J’arrête là cette liste dérisoire car le plus beau de l’histoire le voici : des centaines de gratte-papiers, think tank et spécialistes complètement déconnecté des liens entre corruption, injustice sociale et misère environnementales, accouchent de séries de lois contraignantes qui obligent les militaires à détruire propre. En gros les gars vous y allez mais vous remettez en ordre après.

Mais, euh, dites messieurs et mesdames les expert-es, vu que nous savons bien que "La destruction d’un écosystème - dont dépendent généralement des populations - est bien souvent irréversible, tout comme les bienfaits et services qu’il prodiguait" (p. 37), pourquoi ne pas anticiper et se triturer le cerveau à éviter les conflits  ?

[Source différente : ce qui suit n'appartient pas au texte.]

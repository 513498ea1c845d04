use std::collections::{BTreeSet, HashSet};
use std::fs;
use std::path::{Path, PathBuf};

use flaskgen::config::{Archetype, Configuration, Feature, Structure};
use flaskgen::error::Error;
use flaskgen::processor::{ensure_absent, generate, plan, write_plan, Plan};
use flaskgen::templates::{ENV_TEMPLATE, GITIGNORE, INDEX_HTML};
use tempfile::TempDir;
use walkdir::WalkDir;

/// Every entry below `root`, relative and `/` separated, directories with a
/// trailing slash.
fn tree(root: &Path) -> BTreeSet<String> {
    WalkDir::new(root)
        .min_depth(1)
        .into_iter()
        .map(|entry| {
            let entry = entry.unwrap();
            let relative = entry.path().strip_prefix(root).unwrap();
            let mut name = relative
                .components()
                .map(|c| c.as_os_str().to_string_lossy().into_owned())
                .collect::<Vec<_>>()
                .join("/");
            if entry.file_type().is_dir() {
                name.push('/');
            }
            name
        })
        .collect()
}

fn set(entries: &[&str]) -> BTreeSet<String> {
    entries.iter().map(|e| e.to_string()).collect()
}

fn read(root: &Path, relative: &str) -> String {
    fs::read_to_string(root.join(relative)).unwrap()
}

fn paths(plan: &Plan) -> Vec<PathBuf> {
    plan.files.iter().map(|f| f.path.clone()).collect()
}

fn feature_subsets() -> Vec<Vec<Feature>> {
    (0..16u8)
        .map(|mask| {
            Feature::ALL
                .iter()
                .enumerate()
                .filter(|(i, _)| mask & (1u8 << *i) != 0)
                .map(|(_, f)| *f)
                .collect()
        })
        .collect()
}

/// The tree a configuration must produce, written out by hand.
fn expected_tree(config: &Configuration) -> BTreeSet<String> {
    let mut expected = set(&["app.py", "requirements.txt", "README.md", ".gitignore"]);
    if config.has(Feature::Env) {
        expected.insert(".env".to_string());
    }
    if config.structure != Structure::Simple {
        expected.extend(set(&["templates/", "static/", "static/css/", "static/js/"]));
        if config.archetype != Archetype::Api {
            expected.extend(set(&["templates/base.html", "templates/index.html"]));
            if config.has(Feature::Forms) {
                expected.insert("templates/form.html".to_string());
            }
        }
    }
    expected
}

#[test]
fn test_api_simple_without_features() {
    let temp_dir = TempDir::new().unwrap();
    let config = Configuration::new("demo", Archetype::Api, Structure::Simple, []).unwrap();

    let generated = generate(&config, temp_dir.path()).unwrap();

    let root = temp_dir.path().join("demo");
    assert_eq!(generated.root, root);
    assert_eq!(generated.files.len(), 4);
    assert!(generated.directories.is_empty());
    assert_eq!(
        tree(&root),
        set(&["app.py", "requirements.txt", "README.md", ".gitignore"])
    );

    let app = read(&root, "app.py");
    assert!(app.contains("@app.route('/api/health')"));
    assert!(app.contains("items = ["));
    assert!(!app.contains("db.Model"));

    assert_eq!(
        read(&root, "requirements.txt"),
        "Flask>=2.3.0\nFlask-CORS>=4.0.0\n"
    );
}

#[test_log::test]
fn test_default_configuration() {
    let temp_dir = TempDir::new().unwrap();
    let config = Configuration::with_defaults("site").unwrap();

    let generated = generate(&config, temp_dir.path()).unwrap();

    assert_eq!(generated.config, config);
    assert_eq!(
        tree(&generated.root),
        set(&[
            ".env",
            ".gitignore",
            "README.md",
            "app.py",
            "requirements.txt",
            "static/",
            "static/css/",
            "static/js/",
            "templates/",
            "templates/base.html",
            "templates/index.html",
        ])
    );
    assert_eq!(read(&generated.root, ".env"), ENV_TEMPLATE);
    assert_eq!(read(&generated.root, ".gitignore"), GITIGNORE);
    assert_eq!(read(&generated.root, "templates/index.html"), INDEX_HTML);
    assert_eq!(
        read(&generated.root, "requirements.txt"),
        "Flask>=2.3.0\npython-dotenv>=1.0.0\n"
    );

    let mut css = fs::read_dir(generated.root.join("static/css")).unwrap();
    assert!(css.next().is_none());
}

#[test]
fn test_standard_api_has_no_html_templates() {
    let temp_dir = TempDir::new().unwrap();
    let config =
        Configuration::new("p", Archetype::Api, Structure::Standard, [Feature::Forms]).unwrap();

    let generated = generate(&config, temp_dir.path()).unwrap();

    assert_eq!(
        tree(&generated.root),
        set(&[
            ".gitignore",
            "README.md",
            "app.py",
            "requirements.txt",
            "static/",
            "static/css/",
            "static/js/",
            "templates/",
        ])
    );
}

#[test]
fn test_forms_add_form_template() {
    let temp_dir = TempDir::new().unwrap();
    let features = [Feature::Forms];
    let config =
        Configuration::new("web", Archetype::Webapp, Structure::Standard, features).unwrap();

    let generated = generate(&config, temp_dir.path()).unwrap();

    let entries = tree(&generated.root);
    assert!(entries.contains("templates/form.html"));
    assert!(!entries.contains(".env"));
    let app = read(&generated.root, "app.py");
    assert!(app.contains("render_template('form.html', form=form)"));
}

#[test]
fn test_every_configuration_produces_exact_tree() {
    let temp_dir = TempDir::new().unwrap();
    let mut count = 0;

    for features in feature_subsets() {
        for archetype in Archetype::ALL {
            for structure in Structure::ALL {
                let name = format!("p{}", count);
                let config =
                    Configuration::new(name, archetype, structure, features.clone()).unwrap();

                let planned = plan(&config);
                let unique: HashSet<_> = planned.files.iter().map(|f| &f.path).collect();
                assert_eq!(unique.len(), planned.files.len());

                let generated = generate(&config, temp_dir.path()).unwrap();
                assert_eq!(
                    tree(&generated.root),
                    expected_tree(&config),
                    "{:?}",
                    config
                );

                let app = read(&generated.root, "app.py");
                assert!(!app.contains("{%") && !app.contains("%}"), "{:?}", config);
                count += 1;
            }
        }
    }

    assert_eq!(count, 192);
}

#[test]
fn test_blueprint_matches_standard() {
    for features in feature_subsets() {
        for archetype in Archetype::ALL {
            let standard =
                Configuration::new("p", archetype, Structure::Standard, features.clone()).unwrap();
            let blueprint =
                Configuration::new("p", archetype, Structure::Blueprint, features.clone()).unwrap();
            assert_eq!(plan(&standard), plan(&blueprint));
        }
    }
}

#[test]
fn test_fullstack_matches_webapp() {
    for structure in [Structure::Standard, Structure::Blueprint] {
        let webapp = Configuration::new("p", Archetype::Webapp, structure, Feature::ALL).unwrap();
        let fullstack =
            Configuration::new("p", Archetype::Fullstack, structure, Feature::ALL).unwrap();

        let webapp_plan = plan(&webapp);
        let fullstack_plan = plan(&fullstack);
        assert_eq!(webapp_plan.directories, fullstack_plan.directories);
        // Only the README narrative differs.
        assert_eq!(paths(&webapp_plan), paths(&fullstack_plan));
        assert_eq!(webapp_plan.files[0], fullstack_plan.files[0]);
    }
}

#[test]
fn test_existing_directory_is_rejected() {
    let temp_dir = TempDir::new().unwrap();
    let existing = temp_dir.path().join("demo");
    fs::create_dir(&existing).unwrap();
    fs::write(existing.join("keep.txt"), "keep").unwrap();

    let config = Configuration::with_defaults("demo").unwrap();
    let result = generate(&config, temp_dir.path());

    assert!(matches!(result, Err(Error::AlreadyExists { ref path }) if *path == existing));
    assert_eq!(tree(&existing), set(&["keep.txt"]));
}

#[test]
fn test_existing_file_is_rejected() {
    let temp_dir = TempDir::new().unwrap();
    fs::write(temp_dir.path().join("demo"), "not a directory").unwrap();

    let config = Configuration::with_defaults("demo").unwrap();
    let result = generate(&config, temp_dir.path());

    assert!(matches!(result, Err(Error::AlreadyExists { .. })));
    assert_eq!(read(temp_dir.path(), "demo"), "not a directory");
    assert_eq!(tree(temp_dir.path()), set(&["demo"]));
}

#[cfg(unix)]
#[test]
fn test_dangling_symlink_is_rejected() {
    let temp_dir = TempDir::new().unwrap();
    let link = temp_dir.path().join("demo");
    std::os::unix::fs::symlink(temp_dir.path().join("missing"), &link).unwrap();

    let config = Configuration::with_defaults("demo").unwrap();
    let result = generate(&config, temp_dir.path());

    assert!(matches!(result, Err(Error::AlreadyExists { ref path }) if *path == link));
    let metadata = fs::symlink_metadata(&link).unwrap();
    assert!(metadata.file_type().is_symlink());
    assert!(!temp_dir.path().join("missing").exists());
}

#[test]
fn test_ensure_absent() {
    let temp_dir = TempDir::new().unwrap();
    assert!(ensure_absent(temp_dir.path().join("new_dir")).is_ok());
    assert!(ensure_absent(temp_dir.path()).is_err());
}

#[test]
fn test_root_creation_failure() {
    let temp_dir = TempDir::new().unwrap();
    let blocker = temp_dir.path().join("blocker");
    fs::write(&blocker, "").unwrap();

    let config = Configuration::with_defaults("demo").unwrap();
    let result = generate(&config, &blocker);

    assert!(matches!(result, Err(Error::DirectoryCreateError { .. })));
}

#[test]
fn test_subdirectory_creation_failure() {
    let temp_dir = TempDir::new().unwrap();
    let root = temp_dir.path().join("demo");
    fs::create_dir(&root).unwrap();
    fs::write(root.join("static"), "").unwrap();

    let config = Configuration::with_defaults("demo").unwrap();
    let result = write_plan(&root, &plan(&config));

    let css = root.join("static/css");
    assert!(matches!(result, Err(Error::DirectoryCreateError { ref path, .. }) if *path == css));
    assert!(root.join("templates").is_dir());
    assert!(!root.join("app.py").exists());
}

#[test]
fn test_file_write_failure_keeps_earlier_files() {
    let temp_dir = TempDir::new().unwrap();
    let root = temp_dir.path().join("demo");
    fs::create_dir_all(root.join("README.md")).unwrap();

    let config = Configuration::new("demo", Archetype::Webapp, Structure::Simple, []).unwrap();
    let result = write_plan(&root, &plan(&config));

    let blocked = root.join("README.md");
    assert!(matches!(result, Err(Error::FileWriteError { ref path, .. }) if *path == blocked));
    assert!(root.join("app.py").is_file());
    assert!(root.join("requirements.txt").is_file());
    assert!(!root.join(".gitignore").exists());
}

#[test]
fn test_generation_is_reproducible() {
    let first = TempDir::new().unwrap();
    let second = TempDir::new().unwrap();
    let config = Configuration::new(
        "demo",
        Archetype::Webapp,
        Structure::Standard,
        [Feature::Database, Feature::Forms, Feature::Env],
    )
    .unwrap();

    generate(&config, first.path()).unwrap();
    generate(&config, second.path()).unwrap();

    let a = first.path().join("demo");
    let b = second.path().join("demo");
    assert!(!dir_diff::is_different(&a, &b).unwrap());
}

Business is business ma chère et c’est une hypothèse que cette étude n’envisage pas. En un sens tant mieux comme ça on fait vraiment le tour de l’absurdité complète de la chose sans se laisser distraire. Au contraire, l’auteure voit là une opportunité de dialogue entre associations environnementalistes et militaires qui, eux, ont une capacité logistique énorme pour des missions de "protection". Comme par exemple ces Parcs pour la Paix - et ce n’est pas une blague - où une ressource est partagée naturellement par plusieurs pays en conflit et qui sont bien entendu surveillés par des techniques militaires de haut vol, la question de l’usage de ces données restant posée.

Vous me direz que l’armée peut aussi être utile dans "la prévention du terrorisme agricole et environnemental" (p. 95) ? Certes.

Mais alors où commence la lutte contre ce terrorisme quand il est de notoriété publique que les fabricants actuels des pires destructeurs de l’environnement qui soient (pesticides, PCB, OGM, etc.) sont très souvent des entreprises qui fournissaient les armées (comme IG Farben ou encore Monsanto qui fabriquait l’agent orange) ?...

Et si vous venez me dire que je suis radicale je vous répondrais que sans cette question la racine du problème est éludée.

A part la justification de son rôle en tant que pièce dans la partie d’échec en cours, quel intérêt réel aurait une armée à protéger ce qu’elle est censée détruire pour conquérir ?

Je crois et j’ose rêver que si les armées utilisaient leur formidable capacité logistique, leur sens de l’organisation légendaire et leurs ressources humaines exclusivement à la restauration de tout ce qui a été saccagé en s’engageant à n’entrer dans aucun conflit tant que le Programme de Restauration des Ressources Mondiales pour les 21e siècle n’aura pas été achevé, elles feraient un grand pas et l’humanité avec.

Voilà ce qui me semblerait être une véritable hypothèse de travail, et non une partie d’échecs de plus à mener. Et voilà à mon avis, qui ferait que de nouveau les populations se sentiraient protégées par leurs soldats... A méditer ?

Reste que je suis contente d’avoir lu ce livre et je recommande aux plus passionnés d’entre vous de le consulter car il rassemble une mine d’informations factuelles (là encore sans mauvais humour) sur un sujet ambigu qui devrait être abordé plus souvent et mieux connu du public.